ACTION ITEM: For the records below, output each line exactly as it appears, from the first through the line with "pub const ACTION_RATING_SELECT: &str".

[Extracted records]
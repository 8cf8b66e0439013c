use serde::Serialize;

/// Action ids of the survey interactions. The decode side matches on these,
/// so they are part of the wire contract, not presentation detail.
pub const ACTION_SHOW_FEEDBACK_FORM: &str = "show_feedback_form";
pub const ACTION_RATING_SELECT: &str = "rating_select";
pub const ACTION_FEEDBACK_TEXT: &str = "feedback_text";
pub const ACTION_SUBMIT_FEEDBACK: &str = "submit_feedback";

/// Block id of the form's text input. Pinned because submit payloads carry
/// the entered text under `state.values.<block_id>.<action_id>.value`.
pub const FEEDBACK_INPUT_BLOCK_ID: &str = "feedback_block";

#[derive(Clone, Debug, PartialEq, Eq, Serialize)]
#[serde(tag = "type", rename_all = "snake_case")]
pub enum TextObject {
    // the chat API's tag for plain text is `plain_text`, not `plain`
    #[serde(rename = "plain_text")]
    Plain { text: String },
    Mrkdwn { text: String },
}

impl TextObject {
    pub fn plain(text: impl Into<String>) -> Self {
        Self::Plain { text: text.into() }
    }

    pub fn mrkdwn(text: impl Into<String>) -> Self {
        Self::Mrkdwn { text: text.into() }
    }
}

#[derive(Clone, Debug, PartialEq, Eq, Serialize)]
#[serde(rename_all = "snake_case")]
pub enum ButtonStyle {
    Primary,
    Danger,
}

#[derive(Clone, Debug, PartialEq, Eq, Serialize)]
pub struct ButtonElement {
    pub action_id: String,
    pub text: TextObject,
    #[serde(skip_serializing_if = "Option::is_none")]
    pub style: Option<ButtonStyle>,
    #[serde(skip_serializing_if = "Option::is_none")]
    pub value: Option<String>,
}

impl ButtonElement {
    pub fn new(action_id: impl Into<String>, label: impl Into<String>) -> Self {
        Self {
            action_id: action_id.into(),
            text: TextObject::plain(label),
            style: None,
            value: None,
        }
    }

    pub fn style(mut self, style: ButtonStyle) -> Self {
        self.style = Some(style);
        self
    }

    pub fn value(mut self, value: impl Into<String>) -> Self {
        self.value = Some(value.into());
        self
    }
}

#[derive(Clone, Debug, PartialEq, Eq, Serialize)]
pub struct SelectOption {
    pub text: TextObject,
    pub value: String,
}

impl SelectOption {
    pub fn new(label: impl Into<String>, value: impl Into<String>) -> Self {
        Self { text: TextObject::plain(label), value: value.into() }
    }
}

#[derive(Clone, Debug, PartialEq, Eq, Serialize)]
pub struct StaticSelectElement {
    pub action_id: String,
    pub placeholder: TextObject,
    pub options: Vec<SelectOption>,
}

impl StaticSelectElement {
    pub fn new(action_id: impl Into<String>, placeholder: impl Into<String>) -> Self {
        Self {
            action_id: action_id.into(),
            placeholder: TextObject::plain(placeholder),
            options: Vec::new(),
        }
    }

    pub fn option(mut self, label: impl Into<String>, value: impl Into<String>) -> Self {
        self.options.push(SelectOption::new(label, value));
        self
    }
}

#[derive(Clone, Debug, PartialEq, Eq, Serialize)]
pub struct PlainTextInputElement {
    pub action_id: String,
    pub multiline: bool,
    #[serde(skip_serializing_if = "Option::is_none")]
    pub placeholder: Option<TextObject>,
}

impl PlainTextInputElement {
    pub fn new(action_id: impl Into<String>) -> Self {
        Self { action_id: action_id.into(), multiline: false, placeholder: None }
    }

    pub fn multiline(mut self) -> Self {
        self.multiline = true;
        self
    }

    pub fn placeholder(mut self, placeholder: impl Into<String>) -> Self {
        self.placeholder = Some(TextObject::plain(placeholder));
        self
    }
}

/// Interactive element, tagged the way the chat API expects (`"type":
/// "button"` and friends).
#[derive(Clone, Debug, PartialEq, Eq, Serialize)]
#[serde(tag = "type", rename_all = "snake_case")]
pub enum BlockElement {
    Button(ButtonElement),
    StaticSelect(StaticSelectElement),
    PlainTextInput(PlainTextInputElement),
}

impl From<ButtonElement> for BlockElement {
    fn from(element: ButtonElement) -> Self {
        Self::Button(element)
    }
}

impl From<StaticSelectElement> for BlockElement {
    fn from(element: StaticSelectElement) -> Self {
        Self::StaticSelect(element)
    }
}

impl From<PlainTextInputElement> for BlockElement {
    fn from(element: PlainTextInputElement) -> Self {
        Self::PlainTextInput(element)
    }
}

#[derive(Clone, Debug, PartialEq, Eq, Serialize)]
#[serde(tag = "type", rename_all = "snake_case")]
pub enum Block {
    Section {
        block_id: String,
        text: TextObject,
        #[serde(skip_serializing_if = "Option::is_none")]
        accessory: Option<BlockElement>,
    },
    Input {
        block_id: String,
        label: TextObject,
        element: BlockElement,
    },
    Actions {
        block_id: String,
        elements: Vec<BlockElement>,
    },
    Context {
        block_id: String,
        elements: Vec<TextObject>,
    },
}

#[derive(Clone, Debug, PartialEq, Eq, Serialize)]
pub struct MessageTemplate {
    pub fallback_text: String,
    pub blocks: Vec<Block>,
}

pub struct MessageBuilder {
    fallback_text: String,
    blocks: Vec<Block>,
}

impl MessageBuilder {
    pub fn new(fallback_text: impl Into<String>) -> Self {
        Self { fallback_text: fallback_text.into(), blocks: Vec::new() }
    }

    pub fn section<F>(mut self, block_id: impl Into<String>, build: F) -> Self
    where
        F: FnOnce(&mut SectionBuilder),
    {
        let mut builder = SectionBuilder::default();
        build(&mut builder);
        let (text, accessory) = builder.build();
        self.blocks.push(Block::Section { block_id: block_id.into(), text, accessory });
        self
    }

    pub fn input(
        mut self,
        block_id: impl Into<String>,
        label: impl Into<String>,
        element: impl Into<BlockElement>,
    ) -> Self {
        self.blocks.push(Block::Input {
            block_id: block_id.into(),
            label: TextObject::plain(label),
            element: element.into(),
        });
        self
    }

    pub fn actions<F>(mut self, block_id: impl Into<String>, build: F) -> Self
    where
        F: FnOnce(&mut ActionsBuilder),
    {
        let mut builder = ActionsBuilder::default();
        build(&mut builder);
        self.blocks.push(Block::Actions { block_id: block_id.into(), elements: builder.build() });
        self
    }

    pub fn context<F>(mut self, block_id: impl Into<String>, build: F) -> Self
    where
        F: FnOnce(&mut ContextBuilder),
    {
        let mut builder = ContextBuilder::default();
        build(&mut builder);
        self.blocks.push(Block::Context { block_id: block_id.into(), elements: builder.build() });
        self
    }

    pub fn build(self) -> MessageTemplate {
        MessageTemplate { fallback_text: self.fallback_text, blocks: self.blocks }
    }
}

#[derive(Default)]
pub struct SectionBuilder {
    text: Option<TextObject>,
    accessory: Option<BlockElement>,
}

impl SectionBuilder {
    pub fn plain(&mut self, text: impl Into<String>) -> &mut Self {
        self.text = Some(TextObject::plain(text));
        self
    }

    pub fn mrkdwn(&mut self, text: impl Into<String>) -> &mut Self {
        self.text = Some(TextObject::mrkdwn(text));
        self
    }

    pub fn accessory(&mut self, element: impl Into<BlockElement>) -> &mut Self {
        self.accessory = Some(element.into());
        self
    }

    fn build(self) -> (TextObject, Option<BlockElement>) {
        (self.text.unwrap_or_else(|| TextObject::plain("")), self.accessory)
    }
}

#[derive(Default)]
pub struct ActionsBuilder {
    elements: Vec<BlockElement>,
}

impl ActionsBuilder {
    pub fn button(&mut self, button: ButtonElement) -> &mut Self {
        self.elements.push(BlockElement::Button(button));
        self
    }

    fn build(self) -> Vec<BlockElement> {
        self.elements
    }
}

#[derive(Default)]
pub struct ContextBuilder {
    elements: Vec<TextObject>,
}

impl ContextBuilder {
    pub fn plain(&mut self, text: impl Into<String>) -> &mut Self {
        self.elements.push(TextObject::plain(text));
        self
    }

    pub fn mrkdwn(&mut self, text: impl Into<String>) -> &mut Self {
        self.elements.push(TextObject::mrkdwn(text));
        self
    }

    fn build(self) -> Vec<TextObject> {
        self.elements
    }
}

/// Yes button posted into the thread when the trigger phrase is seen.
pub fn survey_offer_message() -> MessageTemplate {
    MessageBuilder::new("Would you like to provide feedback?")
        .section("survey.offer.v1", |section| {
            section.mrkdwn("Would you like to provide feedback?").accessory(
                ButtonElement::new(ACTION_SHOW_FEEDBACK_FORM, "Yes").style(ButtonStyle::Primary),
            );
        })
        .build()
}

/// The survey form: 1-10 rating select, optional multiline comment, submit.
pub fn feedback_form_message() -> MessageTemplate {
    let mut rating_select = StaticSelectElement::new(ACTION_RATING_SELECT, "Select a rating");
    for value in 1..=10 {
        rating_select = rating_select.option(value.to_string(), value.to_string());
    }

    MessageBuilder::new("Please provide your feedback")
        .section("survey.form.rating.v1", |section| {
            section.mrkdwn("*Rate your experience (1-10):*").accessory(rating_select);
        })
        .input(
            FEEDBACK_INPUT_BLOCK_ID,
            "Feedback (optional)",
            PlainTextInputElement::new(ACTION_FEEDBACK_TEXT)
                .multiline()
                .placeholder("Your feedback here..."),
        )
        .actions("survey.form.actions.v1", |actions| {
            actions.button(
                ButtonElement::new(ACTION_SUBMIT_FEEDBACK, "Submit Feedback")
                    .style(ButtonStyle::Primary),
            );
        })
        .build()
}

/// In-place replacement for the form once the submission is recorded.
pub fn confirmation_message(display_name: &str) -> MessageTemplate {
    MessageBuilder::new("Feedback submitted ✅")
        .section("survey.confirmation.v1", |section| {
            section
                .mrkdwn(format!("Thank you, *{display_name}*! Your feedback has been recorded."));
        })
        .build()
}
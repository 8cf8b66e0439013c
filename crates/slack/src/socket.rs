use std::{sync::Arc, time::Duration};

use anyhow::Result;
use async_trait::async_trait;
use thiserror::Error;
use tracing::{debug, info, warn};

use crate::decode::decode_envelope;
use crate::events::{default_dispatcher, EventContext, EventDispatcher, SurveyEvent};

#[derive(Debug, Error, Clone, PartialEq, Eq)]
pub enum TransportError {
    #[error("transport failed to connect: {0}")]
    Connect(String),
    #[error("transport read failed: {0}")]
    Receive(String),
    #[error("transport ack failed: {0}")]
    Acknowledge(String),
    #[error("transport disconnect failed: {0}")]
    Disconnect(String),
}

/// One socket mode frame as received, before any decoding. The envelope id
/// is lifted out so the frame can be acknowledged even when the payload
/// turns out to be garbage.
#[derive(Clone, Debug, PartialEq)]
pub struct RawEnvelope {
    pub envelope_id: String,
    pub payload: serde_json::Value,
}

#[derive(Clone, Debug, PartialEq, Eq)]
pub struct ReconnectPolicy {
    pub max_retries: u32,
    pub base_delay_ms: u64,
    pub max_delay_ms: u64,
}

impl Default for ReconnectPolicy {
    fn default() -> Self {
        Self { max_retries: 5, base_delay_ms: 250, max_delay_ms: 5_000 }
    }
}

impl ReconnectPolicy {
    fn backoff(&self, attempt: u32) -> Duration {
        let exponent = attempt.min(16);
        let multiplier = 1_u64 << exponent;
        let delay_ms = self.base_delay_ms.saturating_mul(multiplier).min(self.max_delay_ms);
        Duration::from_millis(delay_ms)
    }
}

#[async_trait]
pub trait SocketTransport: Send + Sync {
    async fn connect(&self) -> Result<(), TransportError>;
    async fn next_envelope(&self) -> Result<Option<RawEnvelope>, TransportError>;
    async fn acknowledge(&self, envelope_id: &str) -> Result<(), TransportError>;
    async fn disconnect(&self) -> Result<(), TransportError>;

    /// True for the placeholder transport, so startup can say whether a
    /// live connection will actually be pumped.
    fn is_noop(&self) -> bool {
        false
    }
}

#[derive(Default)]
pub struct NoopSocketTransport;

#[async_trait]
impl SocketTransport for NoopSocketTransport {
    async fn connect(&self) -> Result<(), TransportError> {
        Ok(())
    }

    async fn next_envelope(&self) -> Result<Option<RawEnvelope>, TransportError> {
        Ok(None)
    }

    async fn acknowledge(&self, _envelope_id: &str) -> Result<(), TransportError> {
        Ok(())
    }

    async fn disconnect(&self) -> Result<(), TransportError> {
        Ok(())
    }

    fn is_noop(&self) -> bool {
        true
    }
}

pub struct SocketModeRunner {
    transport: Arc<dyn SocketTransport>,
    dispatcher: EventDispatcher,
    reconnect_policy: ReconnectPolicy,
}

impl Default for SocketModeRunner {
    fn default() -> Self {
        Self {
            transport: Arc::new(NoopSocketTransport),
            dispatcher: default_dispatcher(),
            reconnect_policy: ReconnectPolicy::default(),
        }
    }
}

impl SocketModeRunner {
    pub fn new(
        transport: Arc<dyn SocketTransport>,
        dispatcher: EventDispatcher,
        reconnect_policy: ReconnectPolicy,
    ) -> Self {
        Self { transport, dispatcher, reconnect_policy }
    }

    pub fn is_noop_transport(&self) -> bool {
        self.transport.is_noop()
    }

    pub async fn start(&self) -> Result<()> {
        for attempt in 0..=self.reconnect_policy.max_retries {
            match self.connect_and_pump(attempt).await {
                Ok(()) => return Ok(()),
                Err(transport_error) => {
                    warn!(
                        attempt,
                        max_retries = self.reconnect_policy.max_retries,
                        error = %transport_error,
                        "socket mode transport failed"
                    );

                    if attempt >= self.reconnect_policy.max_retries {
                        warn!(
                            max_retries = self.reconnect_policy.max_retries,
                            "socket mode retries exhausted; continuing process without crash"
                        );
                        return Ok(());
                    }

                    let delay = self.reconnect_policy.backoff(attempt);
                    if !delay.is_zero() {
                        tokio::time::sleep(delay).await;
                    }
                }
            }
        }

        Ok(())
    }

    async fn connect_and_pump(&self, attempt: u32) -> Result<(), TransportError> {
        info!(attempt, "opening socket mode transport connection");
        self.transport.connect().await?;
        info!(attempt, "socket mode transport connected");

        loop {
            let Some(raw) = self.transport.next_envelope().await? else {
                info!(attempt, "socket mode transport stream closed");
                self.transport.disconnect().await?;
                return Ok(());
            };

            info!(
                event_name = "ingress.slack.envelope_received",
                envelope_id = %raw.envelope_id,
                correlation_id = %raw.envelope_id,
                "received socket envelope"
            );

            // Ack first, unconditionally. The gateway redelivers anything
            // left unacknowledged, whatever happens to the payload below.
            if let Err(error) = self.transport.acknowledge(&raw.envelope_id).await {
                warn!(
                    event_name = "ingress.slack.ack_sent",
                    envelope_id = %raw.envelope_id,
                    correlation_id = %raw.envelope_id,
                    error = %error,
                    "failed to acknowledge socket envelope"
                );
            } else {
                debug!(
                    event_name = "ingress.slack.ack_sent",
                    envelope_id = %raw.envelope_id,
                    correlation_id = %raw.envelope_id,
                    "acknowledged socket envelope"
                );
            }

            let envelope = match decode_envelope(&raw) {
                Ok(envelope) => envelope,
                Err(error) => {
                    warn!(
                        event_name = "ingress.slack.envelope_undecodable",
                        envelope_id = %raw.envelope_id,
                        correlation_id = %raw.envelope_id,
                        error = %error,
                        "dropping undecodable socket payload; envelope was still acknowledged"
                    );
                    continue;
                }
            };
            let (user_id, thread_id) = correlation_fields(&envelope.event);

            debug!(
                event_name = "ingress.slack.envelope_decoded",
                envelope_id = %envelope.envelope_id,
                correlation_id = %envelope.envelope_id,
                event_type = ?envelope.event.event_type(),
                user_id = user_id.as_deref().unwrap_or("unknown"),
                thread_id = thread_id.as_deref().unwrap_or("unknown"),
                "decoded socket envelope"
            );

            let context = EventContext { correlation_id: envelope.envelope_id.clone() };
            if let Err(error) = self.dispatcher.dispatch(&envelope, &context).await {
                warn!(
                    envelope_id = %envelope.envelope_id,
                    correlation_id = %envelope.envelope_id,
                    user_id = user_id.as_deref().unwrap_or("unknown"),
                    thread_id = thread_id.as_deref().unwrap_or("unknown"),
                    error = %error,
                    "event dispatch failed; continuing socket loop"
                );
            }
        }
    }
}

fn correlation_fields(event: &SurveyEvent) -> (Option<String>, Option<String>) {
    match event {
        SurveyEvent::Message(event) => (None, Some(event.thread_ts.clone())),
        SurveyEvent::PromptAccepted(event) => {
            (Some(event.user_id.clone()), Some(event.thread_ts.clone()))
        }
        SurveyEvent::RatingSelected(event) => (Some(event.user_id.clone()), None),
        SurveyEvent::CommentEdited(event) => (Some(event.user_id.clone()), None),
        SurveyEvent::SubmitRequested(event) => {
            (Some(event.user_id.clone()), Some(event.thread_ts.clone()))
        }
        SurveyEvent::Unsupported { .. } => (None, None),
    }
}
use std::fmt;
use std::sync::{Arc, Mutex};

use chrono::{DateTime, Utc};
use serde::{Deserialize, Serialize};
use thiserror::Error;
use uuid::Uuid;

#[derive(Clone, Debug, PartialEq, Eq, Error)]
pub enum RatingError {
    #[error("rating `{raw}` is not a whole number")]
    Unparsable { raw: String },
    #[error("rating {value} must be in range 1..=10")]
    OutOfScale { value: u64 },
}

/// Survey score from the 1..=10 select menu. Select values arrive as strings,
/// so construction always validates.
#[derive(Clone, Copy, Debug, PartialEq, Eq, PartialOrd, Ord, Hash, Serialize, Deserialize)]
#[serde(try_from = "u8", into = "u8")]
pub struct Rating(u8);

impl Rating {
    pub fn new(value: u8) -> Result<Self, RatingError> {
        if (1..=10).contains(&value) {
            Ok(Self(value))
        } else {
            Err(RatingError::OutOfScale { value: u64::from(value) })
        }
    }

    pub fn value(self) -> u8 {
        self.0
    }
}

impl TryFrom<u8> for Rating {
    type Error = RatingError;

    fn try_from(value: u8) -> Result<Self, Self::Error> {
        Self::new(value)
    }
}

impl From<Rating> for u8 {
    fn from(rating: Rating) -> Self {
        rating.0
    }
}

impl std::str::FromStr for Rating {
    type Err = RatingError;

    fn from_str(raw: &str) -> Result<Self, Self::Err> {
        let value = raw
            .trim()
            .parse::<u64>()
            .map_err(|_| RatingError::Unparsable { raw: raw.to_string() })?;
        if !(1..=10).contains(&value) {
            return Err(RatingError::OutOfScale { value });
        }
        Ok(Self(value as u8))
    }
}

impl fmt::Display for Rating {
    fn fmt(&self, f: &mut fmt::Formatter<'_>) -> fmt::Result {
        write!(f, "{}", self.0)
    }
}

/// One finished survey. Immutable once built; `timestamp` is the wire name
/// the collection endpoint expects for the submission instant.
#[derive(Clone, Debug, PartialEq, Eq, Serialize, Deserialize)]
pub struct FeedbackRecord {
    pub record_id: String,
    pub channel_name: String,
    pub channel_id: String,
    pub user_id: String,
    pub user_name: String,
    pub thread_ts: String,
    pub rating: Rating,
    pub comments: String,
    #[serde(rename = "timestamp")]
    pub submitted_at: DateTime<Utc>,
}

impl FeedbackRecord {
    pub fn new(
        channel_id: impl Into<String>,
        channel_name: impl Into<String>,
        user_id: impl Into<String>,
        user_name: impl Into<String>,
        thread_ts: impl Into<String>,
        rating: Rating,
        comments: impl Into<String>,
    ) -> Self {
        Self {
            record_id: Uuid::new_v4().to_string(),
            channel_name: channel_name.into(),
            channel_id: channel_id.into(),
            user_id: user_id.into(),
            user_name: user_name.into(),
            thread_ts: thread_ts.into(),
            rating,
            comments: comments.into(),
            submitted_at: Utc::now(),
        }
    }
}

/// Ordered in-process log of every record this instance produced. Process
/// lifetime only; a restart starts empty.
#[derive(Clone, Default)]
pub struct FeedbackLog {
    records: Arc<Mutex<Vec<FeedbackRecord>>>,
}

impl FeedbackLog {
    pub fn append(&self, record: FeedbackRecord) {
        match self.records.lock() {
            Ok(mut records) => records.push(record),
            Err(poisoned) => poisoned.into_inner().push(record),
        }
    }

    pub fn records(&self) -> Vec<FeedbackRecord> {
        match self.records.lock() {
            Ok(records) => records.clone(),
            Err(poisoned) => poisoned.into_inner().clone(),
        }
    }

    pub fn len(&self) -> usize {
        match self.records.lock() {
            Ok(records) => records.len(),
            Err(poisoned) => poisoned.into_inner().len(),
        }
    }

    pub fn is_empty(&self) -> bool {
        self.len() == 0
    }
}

EXERCISE SOLUTION:
repository 8cf8b66e0439013c
use serde::Serialize;

/// Action ids of the survey interactions. The decode side matches on these,
/// so they are part of the wire contract, not presentation detail.
pub const ACTION_SHOW_FEEDBACK_FORM: &str = "show_feedback_form";
pub const ACTION_RATING_SELECT: &str = "rating_select";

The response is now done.